Enver now informed me that the Allied ships were bombarding in reckless fashion, and ignoring the well-established international rule that such bombardments should be directed only against fortified places. British and French shells, he said, were falling everywhere, destroying unprotected Moslem villages and killing hundreds of innocent non-combatants. Enver asked me to inform the Allied Governments that such activities must immediately cease. He had decided to collect all the British and French citizens who were then living in Constantinople, take them down to the Gallipoli Peninsula, and scatter them in Moslem villages and towns. The Allied fleets would then be throwing their projectiles not only against peaceful and unprotected Moslems, but against their own countrymen. It was Enver’s idea that this threat, communicated by the American Ambassador to the British and French Governments, would soon put an end to “atrocities” of this kind. I was given a few days’ respite to get the information to London and Paris.
At that time about 3,000 British and French citizens were living in Constantinople. The great majority belonged to the class known as Levantines; nearly all had been born in Turkey, and in many cases their families had been domiciled in that country for two or more generations. The retention of their European citizenship is almost their only contact with the nation from which they have sprung. Not uncommonly we meet in the larger cities of Turkey men and women who are English by race and nationality, but who speak no English, French being the usual language of the Levantine. The great majority have never set foot in England, or any other European country; they have only one home, and that is Turkey. The fact that the Levantine usually retains citizenship in the nation of his origin was now apparently making him a fitting object for Turkish vengeance.
Besides these Levantines, a large number of English and French were then living in Constantinople as teachers in the schools, as missionaries, and as important business men and merchants. The Ottoman Government now proposed to assemble all these residents, both those who were immediately and those who were remotely connected with Great Britain and France, and to place them in exposed positions on the Gallipoli Peninsula as targets for the Allied fleet.
Naturally my first question when I received the startling information was whether the warships were really bombarding defenceless towns. If they were murdering non-combatant men, women, and children in this reckless fashion, such an act of reprisal as Enver now proposed would probably have had some justification. It seemed to me incredible, however, that the English and French could commit such barbarities. I had already received many complaints of this kind from Turkish officials which, on investigation, had turned out to be untrue. Only a little while before, Dr. Meyer, the first assistant to Suleyman Nouman, the Chief of the Medical Staff, had notified me that the British fleet had bombarded a Turkish hospital and killed 1,000 invalids. When I looked into the matter, I found that the building had been but slightly damaged, and only one man killed.

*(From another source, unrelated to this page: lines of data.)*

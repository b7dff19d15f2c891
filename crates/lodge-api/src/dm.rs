use axum::extract::{Query, State};
use axum::{Extension, Json};
use serde::Deserialize;
use serde_json::{Value, json};

use lodge_core::dm;
use lodge_types::api::{
    DmCreateRequest, DmCreateResponse, DmDetailsResponse, DmIdRequest, DmListResponse,
    DmUserRequest, MessagesResponse,
};

use crate::AppState;
use crate::error::ApiResult;
use crate::middleware::AuthToken;

#[derive(Debug, Deserialize)]
pub struct DmQuery {
    pub dm_id: i64,
}

#[derive(Debug, Deserialize)]
pub struct DmMessagesQuery {
    pub dm_id: i64,
    pub start: i64,
}

pub async fn create(
    State(store): State<AppState>,
    Extension(AuthToken(token)): Extension<AuthToken>,
    Json(req): Json<DmCreateRequest>,
) -> ApiResult<Json<DmCreateResponse>> {
    Ok(Json(dm::create(&store, &token, &req.u_ids)?))
}

pub async fn list(
    State(store): State<AppState>,
    Extension(AuthToken(token)): Extension<AuthToken>,
) -> ApiResult<Json<DmListResponse>> {
    Ok(Json(dm::list(&store, &token)?))
}

pub async fn details(
    State(store): State<AppState>,
    Extension(AuthToken(token)): Extension<AuthToken>,
    Query(query): Query<DmQuery>,
) -> ApiResult<Json<DmDetailsResponse>> {
    Ok(Json(dm::details(&store, &token, query.dm_id)?))
}

pub async fn messages(
    State(store): State<AppState>,
    Extension(AuthToken(token)): Extension<AuthToken>,
    Query(query): Query<DmMessagesQuery>,
) -> ApiResult<Json<MessagesResponse>> {
    Ok(Json(dm::messages(&store, &token, query.dm_id, query.start)?))
}

pub async fn invite(
    State(store): State<AppState>,
    Extension(AuthToken(token)): Extension<AuthToken>,
    Json(req): Json<DmUserRequest>,
) -> ApiResult<Json<Value>> {
    dm::invite(&store, &token, req.dm_id, req.u_id)?;
    Ok(Json(json!({})))
}

pub async fn leave(
    State(store): State<AppState>,
    Extension(AuthToken(token)): Extension<AuthToken>,
    Json(req): Json<DmIdRequest>,
) -> ApiResult<Json<Value>> {
    dm::leave(&store, &token, req.dm_id)?;
    Ok(Json(json!({})))
}

pub async fn remove(
    State(store): State<AppState>,
    Extension(AuthToken(token)): Extension<AuthToken>,
    Json(req): Json<DmIdRequest>,
) -> ApiResult<Json<Value>> {
    dm::remove(&store, &token, req.dm_id)?;
    Ok(Json(json!({})))
}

I now naturally suspected that this latest tale of Allied barbarity rested on a similarly flimsy foundation. I soon discovered, indeed, that this was the case. The Allied fleet was not bombarding Moslem villages at all. A number of British warships had been stationed in the Gulf of Saros, an indentation of the Ægean Sea, on the western side of the Peninsula, and from this vantage point they were throwing shells into the city of Gallipoli. All the “bombarding” of towns in which they were now engaging was limited to this one city. In doing this the British Navy was not violating the rules of civilised warfare, for Gallipoli had long since been evacuated of its civilian population, and the Turks had established military headquarters in several of the houses, which had properly become the object of the Allied attack. I certainly knew of no rule of warfare which prohibited an attack upon a military headquarters! As to the stories of murdered civilians—men, women, and children—these proved to be gross exaggerations; as almost the entire civilian population had long since left, any casualties resulting from the bombardment must have been confined to the armed forces of the Empire.
I now discussed the situation for some time with Mr. Ernest Weyl, who was generally recognised as the leading French citizen in Constantinople, and with Mr. Hoffman Philip, the Conseiller of the Embassy, and then decided that I would go immediately to the Sublime Porte and protest to Enver.
The Council of Ministers was sitting at the time, but Enver came out. His mood was more demonstrative than usual. As he described the attack, of the British fleet he became extremely angry; it was not the imperturbable Enver with whom I had become so familiar.
“These cowardly English!” he exclaimed. “They tried for a long time to get through the Dardanelles, and we were too much for them! And see what kind of a revenge they are taking. Their ships sneak up into the outer bay, where our guns cannot reach them, and shoot over the hills at our little villages, killing harmless old men, women, and children, and bombarding our hospitals. Do you think we are going to let them do that? And what can we do? Our guns don’t reach over the hills, so that we cannot meet them in battle. If we could, we would drive them off, just as we did at the straits a month ago. We have no fleet to send to England to bombard their unfortified towns as they are bombarding ours, so we have decided to move all the English and French we can find to Gallipoli. Let them kill their own people as well as ours.”
I told him that, granted that the circumstances were as he had stated them, he had grounds for indignation. But I called his attention to the fact that he was wrong; that he was accusing the Allies of crimes which they were not committing.
“This is about the most barbarous thing that you have ever contemplated,” I said. “The British have a perfect right to attack a military headquarters like Gallipoli.”